Supreme Court of North Carolina
Sep 1, 1887
3 S.E. 915 (N.C. 1887)

Opinion

(September Term, 1887.)

Contract — Injunction — Partnership — Officers — Exemptions.

1. A public ministerial officer — here a sheriff — should not be made a party to an action for an injunction to restrain the enforcement of a judgment of a court or the performance of any act as public agent, unless he has a personal interest in the subject of the action.

2. A member of a partnership has a right to require partnership effects to be first applied to the satisfaction of the partnership indebtedness.

3. One partner is not entitled to have his personal property exemption allotted from the partnership effects without the consent of his copartners.

4. Such consent does not constitute a contract between the partners, and it may be withdrawn at any time before the allotment is made.

( Edney v. King, 4 Ired. Eq., 465; Lackay v. Curtis, 6 Ired. Eq., 199; McLane v. Manning, Winston Eq., 59; Allen v. Grissom, 90 N.C. 90; Burns v. Harris, 67 N.C. 140; Scott v. Kenan, 94 N.C. 296; Jones v. Boyd, 80 N.C. 258; cited and approved.)

CIVIL ACTION, tried before MacRae, J., at chambers, in (2) CUMBERLAND, on 18 June, 1887.

D. Rose for plaintiff.

Thomas H. Sutton for defendants.


The purpose of the present action is to have allotted to the plaintiff (who with the defendant, J. S. McNeill, had formed a copartnership, and conducted a mercantile business in the name of McNeill Stout, until they became insolvent), a personal property exemption out of the goods of the firm, and to restrain the sheriff, Neill McQueen, also a defendant, from proceeding to sell under an execution issued upon a judgment for a firm debt, by a justice of the peace, under which the goods had been seized, and were in his possession. The claim to this remedy rests upon an alleged consent of both partners, given to the sheriff, after he had made the levy, and which, when the appraisers were making out, or were about to make, an inventory of the joint effects, was withdrawn by the partner McNeill, who directed the officer to permit no exemptions for himself or his associate, and to proceed under the execution, sell the goods, and appropriate the proceeds as far as necessary to the discharge of the debt so recovered by the defendant Slocomb, and in amount a little over one hundred dollars. On 7 June (two days after the rendition of the first judgment), one A. Moore obtained judgment also against the firm, and sued out and delivered an execution therefor to the sheriff, with similar directions from the debtor for its prior payment out of the firm assets in his hands when they should be sold.
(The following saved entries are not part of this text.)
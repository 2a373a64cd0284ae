//! Fetch mode types for the list lifecycle.
//!
//! The three ways a user can ask for data share one request path and differ only
//! in how the currently visible list is treated while the request is in flight.
//!
//! # Example
//!
//! ```rust
//! use medlist::app::FetchMode;
//!
//! assert!(FetchMode::Refresh.keeps_stale_items());
//! assert!(!FetchMode::Retry.keeps_stale_items());
//! ```

use std::fmt;

/// Why a fetch was started.
#[derive(Debug, Clone, Copy, PartialEq, Eq)]
pub enum FetchMode {
    /// Initial load. The list shows a loading indicator until data arrives.
    Load,

    /// Pull-to-refresh. The previously displayed items stay visible until the
    /// new result arrives, and remain visible if it fails.
    Refresh,

    /// User-initiated recovery from an error. Behaves exactly like `Load`.
    Retry,
}

impl FetchMode {
    /// Returns `true` if the visible collection is retained during the request.
    #[must_use]
    pub const fn keeps_stale_items(self) -> bool {
        matches!(self, Self::Refresh)
    }
}

impl fmt::Display for FetchMode {
    fn fmt(&self, f: &mut fmt::Formatter<'_>) -> fmt::Result {
        match self {
            Self::Load => f.write_str("load"),
            Self::Refresh => f.write_str("refresh"),
            Self::Retry => f.write_str("retry"),
        }
    }
}
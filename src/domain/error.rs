//! Error types for the medicine catalog.
//!
//! This module defines the centralized error type [`CatalogError`] and a type alias
//! [`Result`] for convenient error handling throughout the crate. Every failure a
//! data source can produce is classified into one of a handful of kinds so the list
//! controller can surface it as state instead of propagating it to the presenter.

use std::fmt;
use thiserror::Error;

/// The main error type for catalog operations.
///
/// The first four variants form the fetch taxonomy: they are what a data source
/// returns and what the list controller stores as `Failed` state. None of them are
/// fatal; all are recoverable by retrying.
///
/// # Examples
///
/// ```
/// use medlist::domain::{CatalogError, ErrorKind};
///
/// let err = CatalogError::Server { status: 503, message: "unavailable".to_string() };
/// assert_eq!(err.kind(), ErrorKind::Server);
/// assert_eq!(err.kind().to_string(), "ServerError");
/// ```
#[derive(Debug, Error)]
pub enum CatalogError {
    /// No response was received (connection refused, DNS, timeout).
    #[error("Network error: {0}")]
    Network(String),

    /// The source answered with a non-success status.
    #[error("Server error ({status}): {message}")]
    Server {
        /// HTTP status code, or the equivalent for non-HTTP sources.
        status: u16,
        /// Description of the failure.
        message: String,
    },

    /// The payload could not be decoded.
    #[error("Parse error: {0}")]
    Parse(String),

    /// A record decoded but is missing required fields or carries invalid values.
    #[error("Validation error: {0}")]
    Validation(String),

    /// Configuration is invalid or missing.
    #[error("Configuration error: {0}")]
    Config(String),

    /// Filesystem or I/O operation failed.
    #[error("IO error: {0}")]
    Io(#[from] std::io::Error),
}

impl CatalogError {
    /// Returns the classification of this error.
    #[must_use]
    pub const fn kind(&self) -> ErrorKind {
        match self {
            Self::Network(_) => ErrorKind::Network,
            Self::Server { .. } => ErrorKind::Server,
            Self::Parse(_) => ErrorKind::Parse,
            Self::Validation(_) => ErrorKind::Validation,
            Self::Config(_) => ErrorKind::Config,
            Self::Io(_) => ErrorKind::Io,
        }
    }
}

impl From<reqwest::Error> for CatalogError {
    /// Classifies a transport-level failure.
    ///
    /// Status errors become [`CatalogError::Server`], body decoding failures become
    /// [`CatalogError::Parse`], and everything else (connect, timeout, request
    /// building, body streaming) is a [`CatalogError::Network`] failure.
    fn from(err: reqwest::Error) -> Self {
        if let Some(status) = err.status() {
            return Self::Server {
                status: status.as_u16(),
                message: err.to_string(),
            };
        }
        if err.is_decode() {
            return Self::Parse(err.to_string());
        }
        Self::Network(err.to_string())
    }
}

/// Classification label for a [`CatalogError`].
///
/// The `Display` form (`"NetworkError"`, `"ServerError"`, ...) is what the list
/// controller publishes to presenters as the error indicator.
#[derive(Debug, Clone, Copy, PartialEq, Eq, Hash)]
pub enum ErrorKind {
    Network,
    Server,
    Parse,
    Validation,
    Config,
    Io,
}

impl ErrorKind {
    /// Returns the stable label for this kind.
    #[must_use]
    pub const fn label(self) -> &'static str {
        match self {
            Self::Network => "NetworkError",
            Self::Server => "ServerError",
            Self::Parse => "ParseError",
            Self::Validation => "ValidationError",
            Self::Config => "ConfigError",
            Self::Io => "IoError",
        }
    }
}

impl fmt::Display for ErrorKind {
    fn fmt(&self, f: &mut fmt::Formatter<'_>) -> fmt::Result {
        f.write_str(self.label())
    }
}

/// A specialized `Result` type for catalog operations.
pub type Result<T> = std::result::Result<T, CatalogError>;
A preliminary application was made to the judge at chambers for a temporary restraining order, which, upon notice, was heard upon a series of affidavits offered by the contesting parties, and upon his finding of facts, was denied, with a further order appointing the said sheriff receiver, to take charge of such assets of the firm as remain, after satisfying the executions in his hands, which had been levied before June, 1880, the day on which the summons in the present suit was issued, and authorizing and requiring him to collect such assets until further action be taken in the premises.

(3) From the order denying the injunction and placing in the hands of the receiver so much only of the joint effects as were left after satisfying the executions, the plaintiff appealed.


Before proceeding to the consideration of the imputed error in the ruling, we call attention to the fact that the sheriff is improperly made a party in the cause, when the remedy by an injunction is sought, for when it issues against the defendant, it requires him to countermand any authority given to agents in contravention of the order, and so refrain from using the public agencies through which he must proceed in doing the forbidden act. In Edney v. King, 4 Ired. Eq., 465, Ruffin, C. J., uses this language, speaking of the introduction of the clerk and sheriff as parties defendant in the suit: "Those persons were most improperly made defendants, as they are merely ministers of the law, and have no interest whatever in the controversy. Upon notice of the injunction it would, it is true, have been a contempt in the sheriff to proceed on the execution, but to that purpose notice would have been sufficient."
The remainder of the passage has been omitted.